Marks & Spencer has begun a recruitment push to find 85 tech specialists following a consumer shift online during the Covid pandemic.

The retailer is seeking 70 new software engineers to work in the tech team run by chief technology officer Mike Yorwerth and 15 ecommerce trading roles under Stephen Langford.

M&S, which was already switching to an online focus, is seeking experts to accelerate the growth of MS2, the online division with license to adopt pureplay attitudes and accelerate away from what are seen as old-fashioned retail ways of doing business.

The recruitment drive follows a rise in M&S’s online sales of 34% in the first half of the financial year.

Marks & Spencer already employs 1,900 staff in tech roles, and the creation of the MS2 division is intended to switch focus in response to changing shopper habits.

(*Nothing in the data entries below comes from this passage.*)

//! Rays and ray hits.

use crate::math::{Point, Real, Vector};

/// A ray for ray-casting queries.
#[derive(Debug, Clone, Copy)]
#[cfg_attr(feature = "serde-serialize", derive(Serialize, Deserialize))]
#[repr(C)]
pub struct Ray {
    /// Starting point of the ray.
    pub origin: Point<Real>,
    /// Direction of the ray.
    pub dir: Vector<Real>,
}

impl Ray {
    /// Creates a new ray starting from `origin` and with the direction
    /// `dir`.
    #[inline]
    pub fn new(origin: Point<Real>, dir: Vector<Real>) -> Ray {
        Ray { origin, dir }
    }

    /// Computes the point at parameter `t` along this ray.
    #[inline]
    pub fn point_at(&self, t: Real) -> Point<Real> {
        self.origin + self.dir * t
    }
}

/// The result of a successful ray cast.
#[derive(Debug, Clone, Copy)]
#[cfg_attr(feature = "serde-serialize", derive(Serialize, Deserialize))]
pub struct RayHit {
    /// The time-of-impact of the ray with the surface: the hit point is
    /// `ray.origin + ray.dir * toi`.
    pub toi: Real,
    /// The surface normal at the hit point. Not necessarily normalized.
    pub normal: Vector<Real>,
}
use crate::bounding_volume::Aabb;
use crate::math::{Isometry, Point, Real, Vector};
use crate::shape::ConvexShape;
use crate::utils::IsometryOps;

/// A cuboid shape defined by its half-extents.
#[cfg_attr(feature = "serde-serialize", derive(Serialize, Deserialize))]
#[derive(PartialEq, Debug, Copy, Clone)]
#[repr(C)]
pub struct Cuboid {
    /// The half-extents of the cuboid.
    pub half_extents: Vector<Real>,
}

impl Cuboid {
    /// Creates a new cuboid from its half-extents.
    #[inline]
    pub fn new(half_extents: Vector<Real>) -> Cuboid {
        Cuboid { half_extents }
    }
}

impl ConvexShape for Cuboid {
    #[inline]
    fn compute_aabb(&self, pos: &Isometry<Real>) -> Aabb {
        let center = Point::from(pos.translation.vector);
        let ws_half_extents = pos.absolute_transform_vector(&self.half_extents);
        Aabb::from_half_extents(center, ws_half_extents)
    }

    #[inline]
    fn min_bounding_radius(&self) -> Real {
        self.half_extents.min()
    }
}
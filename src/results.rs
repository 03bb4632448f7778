//! Results container and per-run series extraction.
//!
//! Optimizers record their history as a `[run, iteration, field]` array per
//! algorithm. The trailing axis is positional, see [`Field`].

use std::collections::HashMap;

use ndarray::{s, Array1, Array3};

use crate::error::{PlotError, Result};

/// Algorithm results keyed by a short tag such as `"RW"` or `"GD"`.
pub type Results = HashMap<String, Array3<f64>>;

/// Number of fields every run-slice must carry.
pub const FIELD_COUNT: usize = 5;

/// Column positions in a run-slice.
#[derive(Debug, Clone, Copy, PartialEq, Eq)]
pub enum Field {
    Iteration,
    CurrentState,
    BestState,
    CurrentCost,
    BestCost,
}

impl Field {
    pub const ALL: [Field; FIELD_COUNT] = [
        Field::Iteration,
        Field::CurrentState,
        Field::BestState,
        Field::CurrentCost,
        Field::BestCost,
    ];

    pub fn index(self) -> usize {
        match self {
            Field::Iteration => 0,
            Field::CurrentState => 1,
            Field::BestState => 2,
            Field::CurrentCost => 3,
            Field::BestCost => 4,
        }
    }
}

/// The five aligned series of one run.
#[derive(Debug, Clone, PartialEq)]
pub struct RunSeries {
    pub iterations: Array1<f64>,
    pub s_current: Array1<f64>,
    pub s_best: Array1<f64>,
    pub cost_current: Array1<f64>,
    pub cost_best: Array1<f64>,
}

impl RunSeries {
    /// Extract the first run recorded for `key`.
    pub fn extract(results: &Results, key: &str) -> Result<Self> {
        Self::extract_run(results, key, 0)
    }

    /// Extract run `run` recorded for `key`.
    pub fn extract_run(results: &Results, key: &str, run: usize) -> Result<Self> {
        let data = results
            .get(key)
            .ok_or_else(|| PlotError::unknown_algorithm(key))?;

        let (runs, _, fields) = data.dim();
        if runs == 0 {
            return Err(PlotError::NoRuns { key: key.to_string() });
        }
        if fields < FIELD_COUNT {
            return Err(PlotError::MissingFields {
                key: key.to_string(),
                found: fields,
                expected: FIELD_COUNT,
            });
        }
        if run >= runs {
            return Err(PlotError::RunOutOfRange {
                key: key.to_string(),
                run,
                runs,
            });
        }

        let column = |field: Field| data.slice(s![run, .., field.index()]).to_owned();

        Ok(Self {
            iterations: column(Field::Iteration),
            s_current: column(Field::CurrentState),
            s_best: column(Field::BestState),
            cost_current: column(Field::CurrentCost),
            cost_best: column(Field::BestCost),
        })
    }

    pub fn len(&self) -> usize {
        self.iterations.len()
    }

    pub fn is_empty(&self) -> bool {
        self.iterations.is_empty()
    }

    /// Pair the iteration column with another series for plotting.
    pub fn against_iterations(&self, values: &Array1<f64>) -> Vec<(f64, f64)> {
        self.iterations
            .iter()
            .zip(values.iter())
            .map(|(&x, &y)| (x, y))
            .collect()
    }
}

#[cfg(test)]
mod tests {
    use super::*;
    use ndarray::Array3;

    fn decreasing_cost_results(fields: usize) -> Results {
        let mut data = Array3::<f64>::zeros((1, 200, fields));
        for i in 0..200 {
            data[[0, i, 0]] = i as f64;
            if fields >= FIELD_COUNT {
                let cost = 1000.0 - 4.5 * i as f64;
                data[[0, i, 3]] = cost;
                data[[0, i, 4]] = cost;
            }
        }
        let mut results = Results::new();
        results.insert("RW".to_string(), data);
        results
    }

    #[test]
    fn test_extract_cost_endpoints() {
        let results = decreasing_cost_results(FIELD_COUNT);
        let data = &results["RW"];
        let series = RunSeries::extract(&results, "RW").unwrap();

        assert_eq!(series.len(), 200);
        assert_eq!(series.cost_current[0], data[[0, 0, 3]]);
        assert_eq!(series.cost_current[199], data[[0, 199, 3]]);
        assert_eq!(series.cost_best[0], data[[0, 0, 4]]);
        assert_eq!(series.cost_best[199], data[[0, 199, 4]]);
        assert!(series.cost_best[199] < series.cost_best[0]);
    }

    #[test]
    fn test_unknown_algorithm() {
        let results = decreasing_cost_results(FIELD_COUNT);
        let err = RunSeries::extract(&results, "ZZ").unwrap_err();
        assert!(matches!(err, PlotError::UnknownAlgorithm { ref key } if key == "ZZ"));
    }

    #[test]
    fn test_too_few_fields() {
        let results = decreasing_cost_results(3);
        let err = RunSeries::extract(&results, "RW").unwrap_err();
        assert!(matches!(
            err,
            PlotError::MissingFields { found: 3, expected: 5, .. }
        ));
    }

    #[test]
    fn test_zero_runs() {
        let mut results = Results::new();
        results.insert("RW".to_string(), Array3::zeros((0, 200, FIELD_COUNT)));
        let err = RunSeries::extract(&results, "RW").unwrap_err();
        assert!(matches!(err, PlotError::NoRuns { .. }));
    }

    #[test]
    fn test_extract_later_run() {
        let mut data = Array3::<f64>::zeros((3, 10, FIELD_COUNT));
        data[[2, 4, 1]] = 7.5;
        let mut results = Results::new();
        results.insert("GD".to_string(), data);

        let series = RunSeries::extract_run(&results, "GD", 2).unwrap();
        assert_eq!(series.s_current[4], 7.5);

        let err = RunSeries::extract_run(&results, "GD", 3).unwrap_err();
        assert!(matches!(err, PlotError::RunOutOfRange { run: 3, runs: 3, .. }));
    }

    #[test]
    fn test_field_positions() {
        let positions: Vec<usize> = Field::ALL.iter().map(|f| f.index()).collect();
        assert_eq!(positions, vec![0, 1, 2, 3, 4]);
    }
}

M&S aims to make online trading a priority as it changes emphasis, by ensuring “the product engine is focused on dotcom – ie buyers are buying the right product for online”.

The retailer said: “These changes & the recruitment drive are all part of MS2. MS2 brings together the data and online teams to invert the conventional model where M&S.com had been run as an extension of the stores business.

M&S chief technology officer Mike Yorwerth, said: “The rate of change at M&S is accelerating and under MS2, we’re dedicated to transforming into the digital-first, market-leading retailer we know we can be – truly pushing technology from our web stacks to machine learning, as far as possible.

“This exciting work is in the hands of some seriously impressive developers - a diverse group of the most empowered engineering teams anywhere in the UK and we’re so pleased to be growing this team as we drive online growth post the pandemic. 

“Great advances are being initiated and delivered by our tech teams week after week to make changes for our customers, colleagues and the communities we serve and we’re looking for new recruits who are passionate about developing both M&S and themselves.”

M&S’s online sales rose 34% in the first half and  app downloads in 2020 climbed 200%.